The NIHSS thresholds as defined in our study are very similar to those recommended for selecting candidates for thrombolysis [31]. The duration threshold would not be applicable though as it is too close to the cut-off onset-to-needle time of 180 minutes. Furthermore, if symptoms start to regress at 135 minutes, thrombolysis may not be advisable, because in 69% of cases, recovery is likely to be excellent. This may explain the rationale of Albers et al. in the STARS study where patients who were admitted earliest were the last to receive treatment [32]. This raises an important question over the possible benefits of waiting as long as possible before commencing thrombolysis in order to be certain that symptoms are not going to regress, even if national and international guidelines recommend that it be administered as early as possible [31, 33]. Conversely, a less intense set of symptoms lasting for >24 hours does not seem to have a negative prognosis since this type of course is frequently encountered in minor infarctions. Thus, the extent of ischaemic lesions could be approached using a combination of clinical and temporal data and thereby define a gradient such as “NIHSS per minute.”

5. Conclusion

In conclusion, predicting natural course and stroke outcome at the acute phase seems possible. Low (<5) and high (>22) NIHSS cut-off points are effective positive predictive values for good (mRS 0-1) and poor (mRS 4-5 or death) outcomes. Results are less conclusive for intermediate initial NIHSS or for thresholds for symptom duration. In order to stratify decision making, anatomophysiological data resulting from the use of functional MRI techniques (DWI-PWI) must be associated with clinicotemporal data in order to establish precise predictive IS criteria for each individual patient.
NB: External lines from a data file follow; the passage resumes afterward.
#[cfg(test)]
mod tests {
    use super::*;
    use crate::config::{KeyConfig, NullConfigProvider};
    use parking_lot::Mutex;
    use std::sync::atomic::AtomicU32;
    use std::time::Duration;

    /// Store stand-in backed by a plain map; expiry is honored on read.
    #[derive(Default)]
    struct MapStore {
        entries: Mutex<HashMap<String, (Vec<u8>, SystemTime)>>,
    }

    impl MapStore {
        fn fetch(&self, key: &str) -> Option<Vec<u8>> {
            let entries = self.entries.lock();
            entries.get(key).and_then(|(value, expires_at)| {
                (SystemTime::now() < *expires_at).then(|| value.clone())
            })
        }

        fn keys(&self) -> Vec<String> {
            self.entries.lock().keys().cloned().collect()
        }
    }

    #[async_trait]
    impl RemoteStore for MapStore {
        async fn get(&self, key: &str) -> GCacheResult<Option<Vec<u8>>> {
            Ok(self.fetch(key))
        }

        async fn get_with_watermark(
            &self,
            key: &str,
            watermark_key: &str,
        ) -> GCacheResult<(Option<Vec<u8>>, Option<i64>)> {
            let watermark = self
                .fetch(watermark_key)
                .and_then(|raw| String::from_utf8(raw).ok())
                .and_then(|text| text.parse().ok());
            Ok((self.fetch(key), watermark))
        }

        async fn set_with_expiry(
            &self,
            key: &str,
            value: Vec<u8>,
            ttl_sec: u64,
        ) -> GCacheResult<()> {
            let expires_at = SystemTime::now() + Duration::from_secs(ttl_sec);
            self.entries
                .lock()
                .insert(key.to_string(), (value, expires_at));
            Ok(())
        }

        async fn delete(&self, key: &str) -> GCacheResult<bool> {
            Ok(self.entries.lock().remove(key).is_some())
        }

        async fn flush_all(&self) -> GCacheResult<()> {
            self.entries.lock().clear();
            Ok(())
        }
    }

    fn tier_with_store() -> (RemoteTier, Arc<MapStore>) {
        let store = Arc::new(MapStore::default());
        let tier = RemoteTier::new(Arc::new(NullConfigProvider), store.clone());
        (tier, store)
    }

    fn tracked_key(id: &str, use_case: &str) -> GCacheKey {
        GCacheKey::builder("t", id, use_case)
            .track_for_invalidation(true)
            .default_config(KeyConfig::enabled(3600))
            .build()
    }

    fn counting_fallback(counter: Arc<AtomicU32>, value: Vec<u8>) -> Fallback {
        Arc::new(move || {
            let counter = counter.clone();
            let value = value.clone();
            Box::pin(async move {
                counter.fetch_add(1, Ordering::SeqCst);
                Ok(value)
            })
        })
    }

    #[tokio::test]
    async fn test_miss_populates_then_hits() {
        let (tier, _store) = tier_with_store();
        let key = tracked_key("1", "uc.remote.hit");
        let calls = Arc::new(AtomicU32::new(0));
        let fallback = counting_fallback(calls.clone(), vec![1, 2]);

        assert_eq!(tier.get(&key, fallback.clone()).await.unwrap(), vec![1, 2]);
        assert_eq!(tier.get(&key, fallback).await.unwrap(), vec![1, 2]);
        assert_eq!(calls.load(Ordering::SeqCst), 1);
    }

    #[tokio::test]
    async fn test_watermark_marks_entry_stale() {
        let (tier, _store) = tier_with_store();
        let key = tracked_key("2", "uc.remote.stale");
        let calls = Arc::new(AtomicU32::new(0));

        tier.get(&key, counting_fallback(calls.clone(), vec![1]))
            .await
            .unwrap();
        // Invalidate with no buffer; the stored envelope is now stale.
        tokio::time::sleep(Duration::from_millis(5)).await;
        tier.invalidate("t", "2", 0).await.unwrap();

        let value = tier
            .get(&key, counting_fallback(calls.clone(), vec![9]))
            .await
            .unwrap();
        assert_eq!(value, vec![9]);
        assert_eq!(calls.load(Ordering::SeqCst), 2);

        // The fresh value was written back (the watermark is in the past) and
        // later reads hit it.
        tokio::time::sleep(Duration::from_millis(5)).await;
        let value = tier
            .get(&key, counting_fallback(calls.clone(), vec![0]))
            .await
            .unwrap();
        assert_eq!(value, vec![9]);
        assert_eq!(calls.load(Ordering::SeqCst), 2);
    }

    #[tokio::test]
    async fn test_future_watermark_suppresses_write_back() {
        let (tier, store) = tier_with_store();
        let key = tracked_key("3", "uc.remote.buffer");

        tier.invalidate("t", "3", 60_000).await.unwrap();
        let calls = Arc::new(AtomicU32::new(0));
        let value = tier
            .get(&key, counting_fallback(calls.clone(), vec![4]))
            .await
            .unwrap();
        assert_eq!(value, vec![4]);

        // Only the watermark key exists; the value was not persisted.
        let keys = store.keys();
        assert_eq!(keys, vec![key.watermark_key()]);
    }

    #[tokio::test]
    async fn test_untracked_key_skips_watermark_lookup() {
        let (tier, store) = tier_with_store();
        let key = GCacheKey::builder("t", "4", "uc.remote.plain")
            .default_config(KeyConfig::enabled(3600))
            .build();
        let calls = Arc::new(AtomicU32::new(0));

        // A watermark for the same entity does not affect untracked keys.
        tier.invalidate("t", "4", 60_000).await.unwrap();
        tier.get(&key, counting_fallback(calls.clone(), vec![1]))
            .await
            .unwrap();
        assert!(store.keys().contains(&key.urn().to_string()));
        assert_eq!(
            tier.get(&key, counting_fallback(calls.clone(), vec![2]))
                .await
                .unwrap(),
            vec![1]
        );
    }

    #[tokio::test]
    async fn test_put_requires_config() {
        let store = Arc::new(MapStore::default());
        let tier = RemoteTier::new(Arc::new(NullConfigProvider), store);
        let key = GCacheKey::builder("t", "5", "uc.remote.noconfig").build();

        assert!(matches!(
            tier.put(&key, vec![1]).await,
            Err(GCacheError::MissingKeyConfig(_))
        ));
    }

    #[tokio::test]
    async fn test_delete_reports_presence() {
        let (tier, _store) = tier_with_store();
        let key = tracked_key("6", "uc.remote.delete");

        assert!(!tier.delete(&key).await.unwrap());
        tier.put(&key, vec![1]).await.unwrap();
        assert!(tier.delete(&key).await.unwrap());
    }

    #[tokio::test]
    async fn test_large_envelope_round_trips() {
        let (tier, _store) = tier_with_store();
        let key = tracked_key("7", "uc.remote.large");
        let big = vec![0xAB; OFF_THREAD_DECODE_THRESHOLD_BYTES + 1];

        tier.put(&key, big.clone()).await.unwrap();
        let calls = Arc::new(AtomicU32::new(0));
        let value = tier
            .get(&key, counting_fallback(calls.clone(), vec![]))
            .await
            .unwrap();
        assert_eq!(value, big);
        assert_eq!(calls.load(Ordering::SeqCst), 0);
    }
}
//! SIMD-accelerated grayscale downscaling via fast_image_resize.

use crate::error::DescriptorError;
use fast_image_resize::{images::Image, FilterType, PixelType, ResizeAlg, ResizeOptions, Resizer};
use image::{DynamicImage, GrayImage};
use std::path::Path;

/// Reusable resizer; keeps its scratch buffers between calls
pub struct FastResizer {
    resizer: Resizer,
}

impl FastResizer {
    pub fn new() -> Self {
        Self {
            resizer: Resizer::new(),
        }
    }

    /// Convert to grayscale, then resize to `width` x `height`.
    ///
    /// `path` only labels errors.
    pub fn resize_to_grayscale(
        &mut self,
        image: &DynamicImage,
        width: u32,
        height: u32,
        path: &Path,
    ) -> Result<GrayImage, DescriptorError> {
        let fail = |reason: String| DescriptorError::Decode {
            path: path.to_path_buf(),
            reason,
        };

        let gray = image.to_luma8();
        let (src_width, src_height) = gray.dimensions();
        if src_width == 0 || src_height == 0 || width == 0 || height == 0 {
            return Err(fail(format!(
                "cannot resize {}x{} to {}x{}",
                src_width, src_height, width, height
            )));
        }

        let src = Image::from_vec_u8(src_width, src_height, gray.into_raw(), PixelType::U8)
            .map_err(|e| fail(format!("source buffer: {}", e)))?;
        let mut dst = Image::new(width, height, PixelType::U8);

        let options = ResizeOptions::new().resize_alg(ResizeAlg::Convolution(FilterType::Bilinear));
        self.resizer
            .resize(&src, &mut dst, &options)
            .map_err(|e| fail(format!("resize: {}", e)))?;

        GrayImage::from_raw(width, height, dst.into_vec())
            .ok_or_else(|| fail("result buffer size mismatch".to_string()))
    }
}

impl Default for FastResizer {
    fn default() -> Self {
        Self::new()
    }
}

#[cfg(test)]
mod tests {
    use super::*;
    use image::{ImageBuffer, Rgb};

    fn checkerboard(width: u32, height: u32) -> DynamicImage {
        let img = ImageBuffer::from_fn(width, height, |x, y| {
            if (x / 10 + y / 10) % 2 == 0 {
                Rgb([255, 255, 255])
            } else {
                Rgb([0, 0, 0])
            }
        });
        DynamicImage::ImageRgb8(img)
    }

    #[test]
    fn resize_produces_requested_dimensions() {
        let resized = FastResizer::new()
            .resize_to_grayscale(&checkerboard(120, 80), 8, 8, Path::new("mem"))
            .unwrap();
        assert_eq!(resized.dimensions(), (8, 8));
    }

    #[test]
    fn resizer_can_be_reused() {
        let mut resizer = FastResizer::new();
        let image = checkerboard(50, 50);
        let first = resizer.resize_to_grayscale(&image, 8, 8, Path::new("mem")).unwrap();
        let second = resizer.resize_to_grayscale(&image, 8, 8, Path::new("mem")).unwrap();
        assert_eq!(first, second);
    }

    #[test]
    fn zero_sized_target_is_rejected() {
        let result =
            FastResizer::new().resize_to_grayscale(&checkerboard(10, 10), 0, 8, Path::new("mem"));
        assert!(matches!(result, Err(DescriptorError::Decode { .. })));
    }
}
#[cfg(test)]
mod tests {
    use super::*;

    #[test]
    fn test_parse_tolerance() {
        assert_eq!(parse_tolerance("true"), Ok(HourTolerance::symmetric(1)));
        assert_eq!(parse_tolerance("false"), Ok(HourTolerance::Exact));
        assert_eq!(parse_tolerance("2"), Ok(HourTolerance::symmetric(2)));
        assert_eq!(parse_tolerance("-1,3"), Ok(HourTolerance::asymmetric(-1, 3)));
        assert!(parse_tolerance("soon").is_err());
    }

    #[test]
    fn test_flags_override_settings() {
        let mut settings = MatchSettings {
            casefold: true,
            accepted_img_hash_diff: 4,
            ..Default::default()
        };
        let args = MatchArgs {
            rename: true,
            accepted_img_hash_diff: Some(2),
            ..Default::default()
        };

        args.apply(&mut settings);

        assert!(settings.casefold);
        assert!(settings.rename);
        assert_eq!(settings.accepted_img_hash_diff, 2);
    }

    #[test]
    fn test_cli_parses() {
        let cli = Cli::try_parse_from([
            "dupe-match",
            "/w",
            "/o",
            "--media-magic",
            "--tolerate-hour",
            "-1,2",
            "--suffixes",
            "jpg,png",
            "--inspect",
        ])
        .unwrap();

        assert!(cli.matching.media_magic);
        assert_eq!(cli.matching.tolerate_hour, Some(HourTolerance::asymmetric(-1, 2)));
        assert_eq!(cli.suffixes, Some(vec!["jpg".to_string(), "png".to_string()]));
        assert!(cli.inspect);
    }

    #[test]
    fn test_log_file_is_optional() {
        let cli = Cli::try_parse_from(["dupe-match", "/w", "/o"]).unwrap();
        assert!(cli.log_file.is_none());

        let cli = Cli::try_parse_from(["dupe-match", "/w", "/o", "--log-file", "changes.jsonl"]).unwrap();
        assert_eq!(cli.log_file, Some(PathBuf::from("changes.jsonl")));
    }

    #[test]
    fn test_execute_conflicts_with_inspect() {
        assert!(Cli::try_parse_from(["dupe-match", "/w", "/o", "--execute", "--inspect"]).is_err());
    }
}
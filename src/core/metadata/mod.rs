//! # Metadata Module
//!
//! Extracts the EXIF capture time from image files.
//!
//! ## Extracted Fields
//! - DateTimeOriginal, falling back to DateTimeDigitized and DateTime
//!
//! EXIF stores wall-clock time without an offset; it is interpreted in the
//! local timezone, like file modification times are displayed.

use chrono::{Local, NaiveDateTime, TimeZone};
use exif::{In, Reader, Tag, Value};
use std::fs::File;
use std::io::BufReader;
use std::path::Path;

const EXIF_DATE_FORMAT: &str = "%Y:%m:%d %H:%M:%S";

/// Tags consulted, most trusted first
const DATE_TAGS: [Tag; 3] = [Tag::DateTimeOriginal, Tag::DateTimeDigitized, Tag::DateTime];

/// Capture time in seconds since the Unix epoch, if the file carries one
pub fn capture_time(path: &Path) -> Option<i64> {
    let file = File::open(path).ok()?;
    let mut bufreader = BufReader::new(&file);
    let exif = Reader::new().read_from_container(&mut bufreader).ok()?;

    DATE_TAGS.iter().find_map(|tag| {
        let field = exif.get_field(*tag, In::PRIMARY)?;
        match field.value {
            Value::Ascii(ref vec) => vec
                .first()
                .and_then(|bytes| std::str::from_utf8(bytes).ok())
                .and_then(parse_exif_date),
            _ => None,
        }
    })
}

/// Parse an EXIF "YYYY:MM:DD HH:MM:SS" value as local time
pub fn parse_exif_date(value: &str) -> Option<i64> {
    let naive = NaiveDateTime::parse_from_str(value.trim(), EXIF_DATE_FORMAT).ok()?;
    Local
        .from_local_datetime(&naive)
        .earliest()
        .map(|time| time.timestamp())
}

#[cfg(test)]
mod tests {
    use super::*;
    use std::io::Write;
    use tempfile::NamedTempFile;

    #[test]
    fn parses_exif_format() {
        let parsed = parse_exif_date("2023:06:15 14:30:00").unwrap();
        let expected = Local
            .with_ymd_and_hms(2023, 6, 15, 14, 30, 0)
            .earliest()
            .unwrap()
            .timestamp();
        assert_eq!(parsed, expected);
    }

    #[test]
    fn rejects_other_formats() {
        assert!(parse_exif_date("2023-06-15 14:30:00").is_none());
        assert!(parse_exif_date("").is_none());
    }

    #[test]
    fn capture_time_of_missing_file_is_none() {
        assert!(capture_time(Path::new("/nonexistent/photo.jpg")).is_none());
    }

    #[test]
    fn capture_time_of_file_without_exif_is_none() {
        let mut file = NamedTempFile::new().unwrap();
        file.write_all(b"not an image").unwrap();
        assert!(capture_time(file.path()).is_none());
    }
}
Indeed some authors have highlighted a higher probability of infarction growth and early neurological deterioration when a mismatch between clinical data and DWI is observed [34, 35]. However, it seems that these data alone cannot identify independent predictors of outcome at 3 months [36, 37]. In order to stratify decision making, clinical and temporal variables should be integrated into the equation alongside neuroimaging data in order to determine natural outcome, and thus the best course of treatment.